Department of Oncology, Lombardi Comprehensive Cancer Center, Georgetown University, Washington, DC 20057, USA.
J Biol Chem. 2010 Jun 18;285(25):19092-105. doi: 10.1074/jbc.M110.104430. Epub 2010 Feb 25.
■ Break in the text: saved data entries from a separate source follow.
use axum::{extract::State, http::StatusCode, response::IntoResponse, Json};
use serde::Deserialize;
use serde_json::json;
use utoipa::ToSchema;
use validator::Validate;

use crate::{
    common::error::AppError,
    config::AppState,
    middleware::auth::AuthenticatedUser,
    models::auth::{
        AuthResponse, FederatedLoginPayload, ForgotPasswordPayload, LoginUserPayload,
        RegisterUserPayload, ResetPasswordPayload,
    },
};

// Handler de registro: cria a conta no provedor de identidade e
// reconcilia o registro local em seguida.
#[utoipa::path(
    post,
    path = "/api/auth/register",
    tag = "Auth",
    request_body = RegisterUserPayload,
    responses(
        (status = 201, description = "Conta criada e usuário reconciliado", body = AuthResponse)
    )
)]
pub async fn register(
    State(app_state): State<AppState>,
    Json(payload): Json<RegisterUserPayload>,
) -> Result<impl IntoResponse, AppError> {
    payload.validate().map_err(AppError::ValidationError)?;

    let principal = app_state
        .identity
        .sign_up(&payload.email, &payload.password, payload.display_name.as_deref())
        .await?;

    let user = app_state.session_service.reconcile_sign_in(&principal).await?;
    let token = app_state.session_service.create_token(user.id)?;

    Ok((StatusCode::CREATED, Json(AuthResponse { token, user })))
}

// Handler de login
#[utoipa::path(
    post,
    path = "/api/auth/login",
    tag = "Auth",
    request_body = LoginUserPayload,
    responses(
        (status = 200, description = "Sessão aberta", body = AuthResponse),
        (status = 401, description = "Credenciais inválidas")
    )
)]
pub async fn login(
    State(app_state): State<AppState>,
    Json(payload): Json<LoginUserPayload>,
) -> Result<impl IntoResponse, AppError> {
    payload.validate().map_err(AppError::ValidationError)?;

    let principal = app_state
        .identity
        .sign_in(&payload.email, &payload.password)
        .await?;

    let user = app_state.session_service.reconcile_sign_in(&principal).await?;
    let token = app_state.session_service.create_token(user.id)?;

    Ok((StatusCode::OK, Json(AuthResponse { token, user })))
}

// Login federado (Google etc.): troca o token do provedor social.
#[utoipa::path(
    post,
    path = "/api/auth/login/federated",
    tag = "Auth",
    request_body = FederatedLoginPayload,
    responses(
        (status = 200, description = "Sessão aberta via provedor social", body = AuthResponse)
    )
)]
pub async fn login_federated(
    State(app_state): State<AppState>,
    Json(payload): Json<FederatedLoginPayload>,
) -> Result<impl IntoResponse, AppError> {
    payload.validate().map_err(AppError::ValidationError)?;

    let principal = app_state
        .identity
        .sign_in_federated(&payload.provider_token, &payload.provider_id)
        .await?;

    let user = app_state.session_service.reconcile_sign_in(&principal).await?;
    let token = app_state.session_service.create_token(user.id)?;

    Ok((StatusCode::OK, Json(AuthResponse { token, user })))
}

#[derive(Debug, Deserialize, ToSchema)]
#[serde(rename_all = "camelCase")]
pub struct LogoutPayload {
    // Token do provedor, se o cliente quiser revogá-lo junto
    #[serde(default)]
    pub provider_token: Option<String>,
}

#[utoipa::path(
    post,
    path = "/api/auth/logout",
    tag = "Auth",
    request_body = LogoutPayload,
    responses((status = 204, description = "Sessão encerrada")),
    security(("api_jwt" = []))
)]
pub async fn logout(
    State(app_state): State<AppState>,
    user: AuthenticatedUser,
    Json(payload): Json<LogoutPayload>,
) -> Result<impl IntoResponse, AppError> {
    if let Some(token) = payload.provider_token.as_deref() {
        // A revogação no provedor não pode impedir o sign-out local.
        if let Err(e) = app_state.identity.sign_out(token).await {
            tracing::warn!("Falha ao revogar token no provedor: {}", e);
        }
    }

    app_state.session_service.sign_out(&user.0.email).await;

    Ok(StatusCode::NO_CONTENT)
}

#[utoipa::path(
    post,
    path = "/api/auth/password-reset",
    tag = "Auth",
    request_body = ForgotPasswordPayload,
    responses((status = 200, description = "E-mail de redefinição disparado"))
)]
pub async fn forgot_password(
    State(app_state): State<AppState>,
    Json(payload): Json<ForgotPasswordPayload>,
) -> Result<impl IntoResponse, AppError> {
    payload.validate().map_err(AppError::ValidationError)?;

    app_state.identity.send_password_reset(&payload.email).await?;

    Ok((
        StatusCode::OK,
        Json(json!({ "message": "Se o e-mail existir, a redefinição foi enviada." })),
    ))
}

#[utoipa::path(
    post,
    path = "/api/auth/password-reset/confirm",
    tag = "Auth",
    request_body = ResetPasswordPayload,
    responses((status = 200, description = "Senha redefinida"))
)]
pub async fn reset_password(
    State(app_state): State<AppState>,
    Json(payload): Json<ResetPasswordPayload>,
) -> Result<impl IntoResponse, AppError> {
    payload.validate().map_err(AppError::ValidationError)?;

    app_state
        .identity
        .confirm_password_reset(&payload.oob_code, &payload.new_password)
        .await?;

    Ok((StatusCode::OK, Json(json!({ "message": "Senha redefinida com sucesso." }))))
}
Inactivation of the breast cancer susceptibility gene BRCA1 plays a significant role in the development of a subset of breast cancers, although the major tumor suppressor function of this gene remains unclear. Previously, we showed that BRCA1 induces antioxidant-response gene expression and protects cells against oxidative stress. We now report that BRCA1 stimulates the base excision repair pathway, a major mechanism for the repair of oxidized DNA, by stimulating the activity of key base excision repair (BER) enzymes, including 8-oxoguanine DNA glycosylase (OGG1), the DNA glycosylase NTH1, and the apurinic endonuclease redox factor 1/apurinic endonuclease 1 (REF1/APE1), in human breast carcinoma cells. The increase in BER enzyme activity appears to be due, primarily, to an increase in enzyme expression. The ability of BRCA1 to stimulate the expression of the three BER enzymes and to enhance NTH1 promoter activity was dependent upon the octamer-binding transcription factor OCT1. Finally, we found that OGG1, NTH1, and REF1/APE1 each contribute to the BRCA1 protection against oxidative stress due to hydrogen peroxide and that hydrogen peroxide stimulates the expression of BRCA1 and the three BER enzymes. These findings identify a novel mechanism through which BRCA1 may regulate the repair of oxidative DNA damage.
BRCA1 乳腺癌易感基因失活在部分乳腺癌的发生发展中起着重要作用,尽管该基因的主要肿瘤抑制功能仍不清楚。先前,我们已经表明 BRCA1 诱导抗氧化反应基因的表达,并保护细胞免受氧化应激的影响。我们现在报告 BRCA1 通过刺激关键碱基切除修复(BER)酶的活性,包括 8-氧鸟嘌呤 DNA 糖苷酶(OGG1)、DNA 糖苷酶 NTH1 和无嘌呤内切核酸酶还原因子 1/无嘌呤内切核酸酶 1(REF1/APE1),刺激氧化 DNA 的碱基切除修复途径,这是修复氧化 DNA 的主要机制,在人乳腺癌细胞中。BER 酶活性的增加似乎主要归因于酶表达的增加。BRCA1 刺激三种 BER 酶的表达和增强 NTH1 启动子活性的能力依赖于八聚体结合转录因子 OCT1。最后,我们发现 OGG1、NTH1 和 REF1/APE1 均有助于 BRCA1 抵抗过氧化氢引起的氧化应激,并且过氧化氢刺激 BRCA1 和三种 BER 酶的表达。这些发现确定了 BRCA1 可能调节氧化 DNA 损伤修复的新机制。